Quality Measure, Optimal Subgroup. The interestingness of a subgroup in a numerical dataset is measured by a numerical value. We consider here the quality measure based on the mean introduced in [14]. Let \(p\) be a subgroup. The quality of \(p\) is given by: \(q^a_{mean}(p) = |ext(p)|^a \times (\mu _{ext(p)} - \mu _{ext(\emptyset )}), a \in [0,1]\). |ext(p)| denotes the cardinality of ext(p), \(\mu _{ext(p)}\) is the mean of the target label in the extent of \(p\), \(\mu _{ext(\emptyset )}\) is the mean of the target label in the overall dataset, and \(a\) is a parameter that controls the number of objects of the subgroups. Let \((G, M, T)\) be a numerical dataset, \(q\) a quality measure and \(P\) the set of all subgroups of \((G, M, T)\). A subgroup \(p \in P\) is said to be optimal iff \(\forall p' \in P: q(p') \le q(p)\).

Plant Growth Recipe and Optimization Measure. A plant growth recipe (M, P, T) is given by a set of numerical parameters \(M\) specifying the growing conditions thanks to intervals on numerical values, a numerical value \(P\) representing the number of stages of the growth cycle, and a numerical target label \(T\) to quantify the recipe quality. In a given recipe, each parameter of \(M\) is repeated \(P\) times s.t. we have \(|M| \times P\) numerical attributes. Our goal is to optimize recipes and we want to discover actionable patterns in the sense that delivering such patterns will support the design of new growing conditions. An optimization measure \(f\) quantifies the quality of an iteration. We are interested in the mean of the target label of the objects of the optimal subgroup after each iteration. The measure is given by \(f_{mean} = \frac{\sum _{i \in ext(p)}T(i)}{|ext(p)|}\) where \(T(i)\) is the value of the target label for object \(i\).

3 Related Work

Designing recipes that optimize a given target attribute (e.g., the mass, the energy cost) is often tackled by domain experts who exploit the scientific literature. However, in our setting, it has two major drawbacks. First, most of the literature remains oriented towards conventional growing conditions and farming methods. In urban farms, there are more parameters that can be controlled. Secondly, the amount of knowledge about plants is unbalanced from one plant to another. Therefore, relying only on expert knowledge for plant recipe optimization is not sufficient. We have an optimization problem and the need for a limited number of iterations. Indeed, experimenting with plant growth recipes is time consuming (i.e., asking for weeks or months). Therefore, we have to minimize the number of experiments that are needed to optimize a given recipe. There are two main families of methods addressing the problem of optimizing a function over numerical variables: direct and model-based [18]. For direct methods, the common idea is to apply various strategies to sequentially evaluate solutions in the search space of recipes. However such methods do not address the problem of minimizing the number of experiments. For model-based methods, the idea is to build a model simulating the ground truth using available data and then to use it to guide the search process. For instance, [9] introduced a solution for recipe optimization using this type of method with the goal of optimizing the flavor of plants. Their framework is based on using a surrogate model, in this case a Symbolic Regression [13]. It considers recipe optimization by means of a promising virtuous circle. However, it suffers from several shortcomings: there is no guarantee on the quality of the generated models (i.e., they may not be able to model correctly the ground truth), the number of tested parameters is small (only 3), and the ratio between the number of objects and the number of parameters in the data needs to be at least ten for Symbolic Regression [10]. Clearly, it would restrict the search to only a few parameters.

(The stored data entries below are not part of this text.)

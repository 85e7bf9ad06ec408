use lambda_http::{http::StatusCode, Body, Error, Response};
use serde::Serialize;

#[derive(Debug, Serialize)]
pub struct ErrorResponse {
    pub error: String,
    pub message: String,
}

/// JSON response with the CORS header every endpoint carries
pub fn json<T: Serialize>(status: StatusCode, body: &T) -> Result<Response<Body>, Error> {
    Ok(Response::builder()
        .status(status)
        .header("Content-Type", "application/json")
        .header("Access-Control-Allow-Origin", "*")
        .body(serde_json::to_string(body)?.into())
        .map_err(Box::new)?)
}

pub fn error(status: StatusCode, error: &str, message: &str) -> Result<Response<Body>, Error> {
    json(
        status,
        &ErrorResponse {
            error: error.to_string(),
            message: message.to_string(),
        },
    )
}

pub fn no_content() -> Result<Response<Body>, Error> {
    Ok(Response::builder()
        .status(StatusCode::NO_CONTENT)
        .header("Access-Control-Allow-Origin", "*")
        .body(Body::Empty)
        .map_err(Box::new)?)
}

pub fn preflight() -> Result<Response<Body>, Error> {
    Ok(Response::builder()
        .status(StatusCode::OK)
        .header("Access-Control-Allow-Origin", "*")
        .header("Access-Control-Allow-Methods", "GET,POST,OPTIONS")
        .header("Access-Control-Allow-Headers", "Content-Type,Authorization")
        .body(Body::Empty)
        .map_err(Box::new)?)
}

pub fn not_found() -> Result<Response<Body>, Error> {
    error(StatusCode::NOT_FOUND, "NotFound", "Not found")
}

pub fn method_not_allowed() -> Result<Response<Body>, Error> {
    error(
        StatusCode::METHOD_NOT_ALLOWED,
        "MethodNotAllowed",
        "Method not allowed",
    )
}

pub fn sign_in_required() -> Result<Response<Body>, Error> {
    error(
        StatusCode::UNAUTHORIZED,
        "AccessRequired",
        "Please sign in to view the user directory",
    )
}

Heuristic [2, 15] and exhaustive [1, 5] solutions have been proposed for subgroup discovery. Usually, these approaches consider a set of nominal attributes with a binary label. To work with numerical data, prior discretization of the attributes is then required (see, e.g., [3]) and it leads to loss of information and suboptimal results. A major issue with exhaustive pattern mining is the size of the search space. Fortunately, optimistic estimates can be used to prune the search space and provide tractability in practice [7, 21]. [14] introduces a large panel of quality measures and corresponding optimistic estimates for an exhaustive subgroup mining given numerical target labels. They describe SD-Map*, the reference algorithm for subgroup discovery in numerical data. Notice however that for [14] or others [6, 15], discretization techniques over the numerical attributes have to be performed. When looking for an exhaustive search of frequent patterns - not subgroups - in numerical data without discretization, we find the MinIntChange algorithm [11]. Using closure operators (see, e.g., [4]) has become a popular solution to reduce the size of the search space. We indeed exploit most of these ideas to design our optimal subgroup discovery algorithm.

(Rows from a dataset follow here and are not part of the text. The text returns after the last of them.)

use serde::{Deserialize, Serialize};
use std::fmt;
use std::str::FromStr;

// ========== USER ==========
#[derive(Debug, Serialize, Deserialize, Clone, Copy, PartialEq, Eq)]
#[serde(rename_all = "lowercase")]
pub enum Role {
    Admin,
    User,
    /// Older records were created with a dedicated teacher role.
    Teacher,
}

impl Role {
    pub fn as_str(&self) -> &'static str {
        match self {
            Role::Admin => "admin",
            Role::User => "user",
            Role::Teacher => "teacher",
        }
    }

    /// Display label. Admins and legacy teachers are shown as teachers.
    pub fn label(&self) -> &'static str {
        match self {
            Role::Admin | Role::Teacher => "Teacher",
            Role::User => "Student",
        }
    }
}

impl fmt::Display for Role {
    fn fmt(&self, f: &mut fmt::Formatter<'_>) -> fmt::Result {
        f.write_str(self.as_str())
    }
}

impl FromStr for Role {
    type Err = String;

    fn from_str(s: &str) -> Result<Self, Self::Err> {
        match s {
            "admin" => Ok(Role::Admin),
            "user" => Ok(Role::User),
            "teacher" => Ok(Role::Teacher),
            other => Err(format!("unknown role: {}", other)),
        }
    }
}

/// Directory entry as stored in the user table. Never mutated by this service.
#[derive(Debug, Serialize, Deserialize, Clone, PartialEq)]
pub struct UserRecord {
    pub id: String,
    pub full_name: String,
    pub email: String,
    pub role: Role,
    pub phone: Option<String>,
    pub address: Option<String>,
    pub subject: Option<String>,
    pub grade_level: Option<String>,
    pub date_of_birth: Option<String>, // YYYY-MM-DD
    pub bio: Option<String>,
    pub profile_image_url: Option<String>,
    pub created_at: String,
}

impl UserRecord {
    pub fn new(id: &str, full_name: &str, email: &str, role: Role) -> Self {
        Self {
            id: id.to_string(),
            full_name: full_name.to_string(),
            email: email.to_string(),
            role,
            phone: None,
            address: None,
            subject: None,
            grade_level: None,
            date_of_birth: None,
            bio: None,
            profile_image_url: None,
            created_at: String::new(),
        }
    }
}

// ========== INVITE ==========
#[derive(Debug, Serialize, Deserialize, Clone, Copy, PartialEq, Eq, Default)]
#[serde(rename_all = "lowercase")]
pub enum InviteRole {
    #[default]
    User,
    Admin,
}

impl InviteRole {
    /// Label used in the invitation mail. Admins are invited as teachers.
    pub fn label(&self) -> &'static str {
        match self {
            InviteRole::Admin => "Teacher",
            InviteRole::User => "Student",
        }
    }
}

#[derive(Debug, Serialize, Deserialize, Clone, PartialEq, Default)]
#[serde(rename_all = "camelCase", default)]
pub struct InviteForm {
    pub email: String,
    pub role: InviteRole,
    pub full_name: String,
    pub subject: String,
    pub grade_level: String,
    pub message: String,
}

impl InviteForm {
    pub fn is_empty(&self) -> bool {
        *self == InviteForm::default()
    }

    pub fn has_required_fields(&self) -> bool {
        !self.email.trim().is_empty() && !self.full_name.trim().is_empty()
    }
}

/// One field edit coming from the invite form.
#[derive(Debug, Clone, PartialEq)]
pub enum InviteField {
    Email(String),
    Role(InviteRole),
    FullName(String),
    Subject(String),
    GradeLevel(String),
    Message(String),
}

#[derive(Debug, Serialize, Clone, PartialEq, Default)]
#[serde(tag = "state", rename_all = "snake_case")]
pub enum InviteOutcome {
    #[default]
    Idle,
    Sending,
    Sent { link: String },
    Failed { reason: String, link: String },
}

impl InviteOutcome {
    pub fn link(&self) -> Option<&str> {
        match self {
            InviteOutcome::Sent { link } | InviteOutcome::Failed { link, .. } => Some(link),
            InviteOutcome::Idle | InviteOutcome::Sending => None,
        }
    }
}

// ========== EMAIL ==========
#[derive(Debug, Serialize, Clone, PartialEq)]
pub struct EmailMessage {
    pub to: String,
    pub subject: String,
    pub body: String,
}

4 Optimization with Subgroup Discovery

4.1 An Efficient Algorithm for Optimal Subgroup Discovery

Let us first introduce MinIntChange4SD, our branch and bound algorithm for the optimal subgroup discovery in purely numerical data. It exploits smart concepts about interval patterns from [11].

Interval Patterns, Extent and Closure. In a numerical dataset \((G, M, T)\), an interval pattern \(p\) is a vector of intervals \(p = \big \langle [a_i, b_i]\big \rangle _{i \in \{1,...,|M|\}}\) with \(a_i, b_i \in D_{mi}\), where each interval is a restriction on an attribute of \(M\), and \(|M|\) is the number of attributes. Let \(g \in G\) be an object. \(g\) is in the extent of an interval pattern \(p = \big \langle [a_i, b_i]\big \rangle _{i \in \{1,...,|M|\}}\) iff \(\forall i \in \{1,...,|M|\}, m_i(g) \in [a_i, b_i]\). Let \(p_1\) and \(p_2\) be two interval patterns. \(p_1 \subseteq p_2\) means that \(p_2\) encloses \(p_1\), i.e., the hyper-rectangle of \(p_1\) is included in that of \(p_2\). It is said that \(p_1\) is a specialization of \(p_2\). Let \(p\) be an interval pattern and ext(p) its extent. \(p\) is defined as closed if and only if it is the most restrictive pattern (i.e., the smallest hyper-rectangle) that contains ext(p). Figure 1 (center) depicts the dataset of Fig. 1 (left) in a cartesian plane as well as examples of interval patterns that are closed (p\(_{2}\)) or not (p\(_{1}\)).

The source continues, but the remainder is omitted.